• ENTRIES SUPPLIED:
________________________________________

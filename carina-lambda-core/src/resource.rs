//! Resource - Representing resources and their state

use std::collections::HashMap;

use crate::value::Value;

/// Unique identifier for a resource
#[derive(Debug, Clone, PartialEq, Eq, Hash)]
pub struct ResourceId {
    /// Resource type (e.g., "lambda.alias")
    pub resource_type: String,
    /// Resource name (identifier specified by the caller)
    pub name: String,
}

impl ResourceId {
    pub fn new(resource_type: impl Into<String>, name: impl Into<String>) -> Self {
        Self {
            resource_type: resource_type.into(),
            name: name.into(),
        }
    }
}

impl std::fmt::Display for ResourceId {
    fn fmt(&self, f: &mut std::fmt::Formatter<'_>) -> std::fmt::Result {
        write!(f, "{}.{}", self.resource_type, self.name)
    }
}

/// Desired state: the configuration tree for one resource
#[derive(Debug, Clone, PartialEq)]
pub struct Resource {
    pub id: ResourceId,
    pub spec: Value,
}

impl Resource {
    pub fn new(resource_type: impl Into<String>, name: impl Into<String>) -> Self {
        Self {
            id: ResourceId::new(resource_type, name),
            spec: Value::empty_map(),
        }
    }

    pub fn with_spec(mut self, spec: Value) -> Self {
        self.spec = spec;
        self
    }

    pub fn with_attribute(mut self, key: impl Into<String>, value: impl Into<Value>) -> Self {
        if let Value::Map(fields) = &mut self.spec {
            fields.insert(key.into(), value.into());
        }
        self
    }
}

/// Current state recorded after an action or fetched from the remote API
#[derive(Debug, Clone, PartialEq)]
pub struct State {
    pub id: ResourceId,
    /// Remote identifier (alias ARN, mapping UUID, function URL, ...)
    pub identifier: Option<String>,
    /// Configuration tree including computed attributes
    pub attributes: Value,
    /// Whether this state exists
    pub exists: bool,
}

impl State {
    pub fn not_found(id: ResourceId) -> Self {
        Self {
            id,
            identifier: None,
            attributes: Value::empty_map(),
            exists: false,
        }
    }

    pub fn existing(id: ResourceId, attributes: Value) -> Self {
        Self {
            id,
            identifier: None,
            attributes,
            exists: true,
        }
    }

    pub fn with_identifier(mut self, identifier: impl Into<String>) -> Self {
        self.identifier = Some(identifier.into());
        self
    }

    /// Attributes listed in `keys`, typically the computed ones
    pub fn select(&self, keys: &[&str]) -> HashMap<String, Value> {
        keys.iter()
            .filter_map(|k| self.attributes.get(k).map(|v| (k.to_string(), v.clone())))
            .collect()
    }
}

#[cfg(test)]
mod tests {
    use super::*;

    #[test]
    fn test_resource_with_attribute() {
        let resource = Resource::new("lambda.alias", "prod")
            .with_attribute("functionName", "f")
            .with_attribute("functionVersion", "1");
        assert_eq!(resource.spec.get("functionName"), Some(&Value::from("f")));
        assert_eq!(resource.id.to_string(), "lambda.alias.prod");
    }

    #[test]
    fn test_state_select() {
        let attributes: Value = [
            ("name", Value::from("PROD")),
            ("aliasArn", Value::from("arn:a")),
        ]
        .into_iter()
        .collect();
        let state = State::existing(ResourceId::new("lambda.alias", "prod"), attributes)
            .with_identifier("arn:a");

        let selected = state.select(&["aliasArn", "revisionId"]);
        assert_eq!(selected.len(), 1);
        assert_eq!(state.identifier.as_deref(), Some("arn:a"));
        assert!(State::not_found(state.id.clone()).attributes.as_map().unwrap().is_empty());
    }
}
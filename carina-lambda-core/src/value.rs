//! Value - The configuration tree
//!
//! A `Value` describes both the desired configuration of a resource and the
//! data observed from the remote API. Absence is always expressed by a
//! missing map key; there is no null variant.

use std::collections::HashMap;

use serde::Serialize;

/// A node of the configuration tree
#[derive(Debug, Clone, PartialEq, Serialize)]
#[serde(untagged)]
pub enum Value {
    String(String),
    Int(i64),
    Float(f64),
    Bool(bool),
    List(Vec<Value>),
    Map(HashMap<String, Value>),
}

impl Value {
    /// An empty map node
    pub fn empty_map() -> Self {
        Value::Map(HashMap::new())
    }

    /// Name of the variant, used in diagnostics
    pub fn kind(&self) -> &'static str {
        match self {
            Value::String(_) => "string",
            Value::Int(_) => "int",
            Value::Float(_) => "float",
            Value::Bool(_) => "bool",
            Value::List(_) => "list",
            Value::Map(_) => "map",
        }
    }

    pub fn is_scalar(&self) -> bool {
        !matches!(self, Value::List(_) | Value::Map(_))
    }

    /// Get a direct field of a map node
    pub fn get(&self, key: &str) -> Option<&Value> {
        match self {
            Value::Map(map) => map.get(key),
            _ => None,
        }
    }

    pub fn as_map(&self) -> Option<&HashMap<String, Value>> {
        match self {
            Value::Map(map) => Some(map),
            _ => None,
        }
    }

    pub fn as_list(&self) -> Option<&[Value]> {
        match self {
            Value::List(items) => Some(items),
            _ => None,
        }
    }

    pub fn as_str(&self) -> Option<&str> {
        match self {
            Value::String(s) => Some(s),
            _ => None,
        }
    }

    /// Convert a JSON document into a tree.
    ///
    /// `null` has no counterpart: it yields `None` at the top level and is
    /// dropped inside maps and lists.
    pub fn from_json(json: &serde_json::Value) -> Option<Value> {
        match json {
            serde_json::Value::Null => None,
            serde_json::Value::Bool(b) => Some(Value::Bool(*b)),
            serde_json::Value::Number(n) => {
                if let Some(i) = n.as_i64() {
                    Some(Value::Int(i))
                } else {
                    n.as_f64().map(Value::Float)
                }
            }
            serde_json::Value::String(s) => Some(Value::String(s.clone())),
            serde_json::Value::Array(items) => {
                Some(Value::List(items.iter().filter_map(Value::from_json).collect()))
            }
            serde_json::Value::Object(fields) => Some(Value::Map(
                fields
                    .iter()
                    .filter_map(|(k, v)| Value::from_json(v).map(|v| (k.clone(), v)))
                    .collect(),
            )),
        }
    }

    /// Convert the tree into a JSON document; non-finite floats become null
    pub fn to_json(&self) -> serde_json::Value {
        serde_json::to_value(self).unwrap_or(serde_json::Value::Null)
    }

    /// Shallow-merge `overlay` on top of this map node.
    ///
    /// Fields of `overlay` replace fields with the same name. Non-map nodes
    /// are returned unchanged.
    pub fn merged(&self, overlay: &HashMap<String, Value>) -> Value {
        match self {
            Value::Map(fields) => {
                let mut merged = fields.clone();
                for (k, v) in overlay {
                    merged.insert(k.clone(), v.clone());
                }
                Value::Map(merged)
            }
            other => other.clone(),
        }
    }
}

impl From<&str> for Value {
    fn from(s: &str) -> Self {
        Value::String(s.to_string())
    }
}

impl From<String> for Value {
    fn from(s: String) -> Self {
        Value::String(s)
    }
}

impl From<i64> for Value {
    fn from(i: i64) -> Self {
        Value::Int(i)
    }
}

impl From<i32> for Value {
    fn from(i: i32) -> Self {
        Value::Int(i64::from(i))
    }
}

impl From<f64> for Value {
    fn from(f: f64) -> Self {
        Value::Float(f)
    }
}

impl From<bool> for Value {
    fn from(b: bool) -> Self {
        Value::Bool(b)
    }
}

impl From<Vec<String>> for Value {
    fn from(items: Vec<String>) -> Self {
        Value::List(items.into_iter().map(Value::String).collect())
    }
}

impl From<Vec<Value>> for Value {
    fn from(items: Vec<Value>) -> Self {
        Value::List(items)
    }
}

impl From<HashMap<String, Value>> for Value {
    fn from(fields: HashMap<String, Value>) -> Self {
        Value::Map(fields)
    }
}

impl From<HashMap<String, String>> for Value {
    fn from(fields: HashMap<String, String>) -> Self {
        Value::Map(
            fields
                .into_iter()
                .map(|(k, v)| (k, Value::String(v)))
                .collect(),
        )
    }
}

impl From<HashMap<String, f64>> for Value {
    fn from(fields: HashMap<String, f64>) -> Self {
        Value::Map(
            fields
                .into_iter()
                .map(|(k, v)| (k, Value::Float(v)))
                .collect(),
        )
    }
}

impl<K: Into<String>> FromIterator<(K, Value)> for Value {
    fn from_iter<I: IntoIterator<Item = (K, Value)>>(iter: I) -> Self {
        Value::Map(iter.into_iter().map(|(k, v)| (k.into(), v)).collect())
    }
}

________________________________________

Using the records above, pull out each line where the word "Some" occurs.

• OUTPUT:
        self.identifier = Some(identifier.into());
        assert_eq!(resource.spec.get("functionName"), Some(&Value::from("f")));
        assert_eq!(state.identifier.as_deref(), Some("arn:a"));
            Value::Map(map) => Some(map),
            Value::List(items) => Some(items),
            Value::String(s) => Some(s),
            serde_json::Value::Bool(b) => Some(Value::Bool(*b)),
                if let Some(i) = n.as_i64() {
                    Some(Value::Int(i))
            serde_json::Value::String(s) => Some(Value::String(s.clone())),
                Some(Value::List(items.iter().filter_map(Value::from_json).collect()))
            serde_json::Value::Object(fields) => Some(Value::Map(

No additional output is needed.